The output should be a JSON object with the following structure:

“`json
{
“candidate_score”: ,
“matching_skills”: ,
“missing_essential_skills”: ,
“years_of_experience_match”: ,
“industry_experience_match”: ,
“overall_match”: ,
“rationale”:
}
“`

**Prompt Instructions:**

1. **Analyze the `job_description` and `resume_text`**: Thoroughly analyze both inputs to identify the candidate’s skills, experience, and qualifications.
2. **Skill Matching**: Compare the candidate’s skills listed in the `resume_text` with the `essential_skills` and `desired_skills` provided. Identify exact and partial matches, considering synonyms and related terms.
3. **Experience Matching**: Evaluate the candidate’s experience based on the `years_of_experience`, `industry`, and `seniority_level` provided. Infer experience from job titles, descriptions, and durations mentioned in the `resume_text`.
4. **Scoring**: Calculate a `candidate_score` between 0 and 1 based on the matching results. Use the provided `scoring_weights` to prioritize different criteria.

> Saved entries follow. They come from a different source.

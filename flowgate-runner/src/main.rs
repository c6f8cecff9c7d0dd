//! Flowgate CLI
//!
//! Runs a built-in scenario against the in-memory chain and exits with the
//! scenario's status: 0 when every job succeeded, 1 otherwise, 130 when
//! interrupted with Ctrl-C.
//!
//! Usage:
//!   cargo run --bin flowgate -- smoke
//!   cargo run --bin flowgate -- failure-demo --output target/failure.json
//!
//! Environment (overridden by flags):
//!   LOCK_POLL_INTERVAL_MS, LOCK_TIMEOUT_MS, QUERY_RETRY_INTERVAL_MS,
//!   QUERY_MAX_ATTEMPTS, OUTPUT_PATH, START_KEY_ID, REUSE_KEYS, INTERRUPT_KEY_MARGIN,
//!   KEY_URI_PREFIX, TIP_STEP

mod scenarios;

use std::path::PathBuf;
use std::sync::Arc;
use std::time::Duration;

use clap::Parser;
use colored::Colorize;

use flowgate_core::{HarnessConfig, MemoryChain, PollConfig, ScenarioError, ScenarioRunner};

use crate::scenarios::ScenarioKind;

/// Scenario runner for the flowgate orchestration engine
#[derive(Parser, Debug)]
#[command(name = "flowgate")]
#[command(about = "Run a test scenario against the in-memory chain")]
struct Args {
    /// Scenario to run
    #[arg(value_enum, default_value_t = ScenarioKind::Smoke)]
    scenario: ScenarioKind,

    /// Snapshot output path
    #[arg(long, short = 'o')]
    output: Option<PathBuf>,

    /// Resource lock re-check interval in milliseconds
    #[arg(long)]
    lock_poll_ms: Option<u64>,

    /// Resource lock acquisition timeout in milliseconds
    #[arg(long)]
    lock_timeout_ms: Option<u64>,

    /// Convergence poll interval in milliseconds
    #[arg(long)]
    query_retry_ms: Option<u64>,

    /// Convergence poll attempts
    #[arg(long)]
    query_attempts: Option<u32>,

    /// Continue account derivation from the previous snapshot
    #[arg(long)]
    reuse_keys: bool,

    /// Simulated block time in milliseconds
    #[arg(long, default_value_t = 6000)]
    block_time_ms: u64,

    /// Simulated indexer lag in milliseconds
    #[arg(long, default_value_t = 12000)]
    indexer_lag_ms: u64,
}

impl Args {
    /// Apply flag overrides on top of the environment configuration.
    fn apply(&self, mut config: HarnessConfig) -> HarnessConfig {
        if let Some(path) = &self.output {
            config.output_path = path.clone();
        }
        if let Some(ms) = self.lock_poll_ms {
            config.lock_poll_interval = Duration::from_millis(ms);
        }
        if let Some(ms) = self.lock_timeout_ms {
            config.lock_timeout = Duration::from_millis(ms);
        }
        let interval = self
            .query_retry_ms
            .map(Duration::from_millis)
            .unwrap_or(config.query_poll.interval);
        let attempts = self
            .query_attempts
            .unwrap_or(config.query_poll.max_attempts);
        config.query_poll = PollConfig::new(interval, attempts);
        if self.reuse_keys {
            config.reuse_keys = true;
        }
        config
    }
}

#[tokio::main]
async fn main() {
    // Load .env file if present
    dotenvy::dotenv().ok();

    tracing_subscriber::fmt()
        .with_env_filter(
            tracing_subscriber::EnvFilter::from_default_env()
                .add_directive(tracing::Level::INFO.into()),
        )
        .init();

    let args = Args::parse();

    let config = match HarnessConfig::from_env() {
        Ok(config) => args.apply(config),
        Err(e) => {
            eprintln!("{} {:#}", "ERROR:".red().bold(), e);
            std::process::exit(1);
        }
    };
    let output_path = config.output_path.clone();

    let chain = Arc::new(
        MemoryChain::new()
            .with_block_time(Duration::from_millis(args.block_time_ms))
            .with_indexer_lag(Duration::from_millis(args.indexer_lag_ms)),
    );
    let kind = args.scenario;

    println!("\n{}", "═".repeat(60));
    println!("{} {}", "SCENARIO".bold(), kind.as_str().cyan());
    println!("{}", "═".repeat(60));

    let code = match ScenarioRunner::new(kind.as_str(), chain.clone(), chain, config)
        .run(|s| kind.define(s))
        .await
    {
        Ok(outcome) => {
            let status = match outcome.exit_code() {
                0 => "PASSED".green().bold(),
                130 => "INTERRUPTED".yellow().bold(),
                _ => "FAILED".red().bold(),
            };
            println!("{} {}", "Result:".bold(), status);
            if let Err(e) = outcome.ensure_success() {
                println!("  {}", e.to_string().red());
            }
            println!("  Snapshot: {}", output_path.display());
            outcome.exit_code()
        }
        Err(ScenarioError::Interrupted) => 130,
        Err(e) => {
            eprintln!("{} {}", "ERROR:".red().bold(), e);
            1
        }
    };

    std::process::exit(code);
}
use std::fmt;

use crate::GridError;

/// The value held by a single cell. `0` is an empty cell, anything else is a power of two.
#[derive(Clone, Copy, Debug, Default, PartialEq, Eq, PartialOrd, Ord, Hash)]
pub struct Tile(u32);

impl Tile {
    pub const EMPTY: Self = Self(0);
    pub const TWO: Self = Self(2);
    pub const FOUR: Self = Self(4);
    /// Largest tile a grid may be built with: the highest tile reachable on a 4x4
    /// grid. Merging tiles no larger than this can never overflow a `u32`.
    pub const MAX: Self = Self(1 << 17);

    pub fn new(value: u32) -> Result<Self, GridError> {
        if value == 0 || (value >= 2 && value <= Self::MAX.0 && value.is_power_of_two()) {
            Ok(Self(value))
        } else {
            Err(GridError::InvalidTile(value))
        }
    }

    pub const fn value(self) -> u32 {
        self.0
    }

    pub const fn is_empty(self) -> bool {
        self.0 == 0
    }

    /// The tile produced by merging two copies of `self`.
    pub const fn doubled(self) -> Self {
        Self(self.0 << 1)
    }
}

impl fmt::Display for Tile {
    fn fmt(&self, f: &mut fmt::Formatter<'_>) -> fmt::Result {
        if self.is_empty() {
            f.pad(".")
        } else {
            fmt::Display::fmt(&self.0, f)
        }
    }
}

#[cfg(test)]
mod tests {
    use super::*;

    #[test]
    fn accepts_empty_and_powers_of_two() {
        for value in [0, 2, 4, 8, 2048, Tile::MAX.value()] {
            assert_eq!(Tile::new(value).map(Tile::value), Ok(value));
        }
    }

    #[test]
    fn rejects_other_values() {
        for value in [1, 3, 6, 100, 1 << 18, 1 << 30, 1 << 31, u32::MAX] {
            assert_eq!(Tile::new(value), Err(GridError::InvalidTile(value)));
        }
    }

    #[test]
    fn doubling() {
        assert_eq!(Tile::TWO.doubled(), Tile::FOUR);
        assert_eq!(Tile::new(1024).unwrap().doubled().value(), 2048);
    }

    #[test]
    fn display_pads_like_numbers() {
        assert_eq!(format!("{:>4}", Tile::EMPTY), "   .");
        assert_eq!(format!("{:>4}", Tile::new(64).unwrap()), "  64");
    }
}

If `scoring_weights` are not provided, use the following defaults: `{“essential_skills”: 0.4, “desired_skills”: 0.2, “years_of_experience”: 0.2, “industry_experience”: 0.1, “overall_match”: 0.1}`.
5. **Overall Match Classification**: Classify the overall match as “strong_match”, “moderate_match”, “weak_match”, or “no_match” based on the `candidate_score` and the presence/absence of essential skills. Consider a candidate a “no_match” if they are missing any `essential_skills`.
6. **Rationale Generation**: Provide a concise `rationale` explaining the scoring and matching results. Include specific examples from the `resume_text` that support the evaluation.

**Example Usage:**

“`json
{
“job_description”: “Senior Software Engineer with 5+ years of experience in Java and Spring Boot…”,
“resume_text”: “Experienced Software Engineer with 7 years of experience in Java, Spring, and AWS…”,
“essential_skills”: “Java, Spring Boot, AWS”,
“desired_skills”: “Microservices, Docker”,
“years_of_experience”: “5”,
“industry”: “Information Technology”,
“scoring_weights”: {“essential_skills”: 0.5, “desired_skills”: 0.2, …}
}
“`

This dynamic prompt allows for flexible and precise resume screening, facilitating efficient candidate shortlisting and improving the overall talent acquisition process. By adjusting the input variables and scoring weights, recruiters can tailor the screening process to specific job requirements and organizational needs.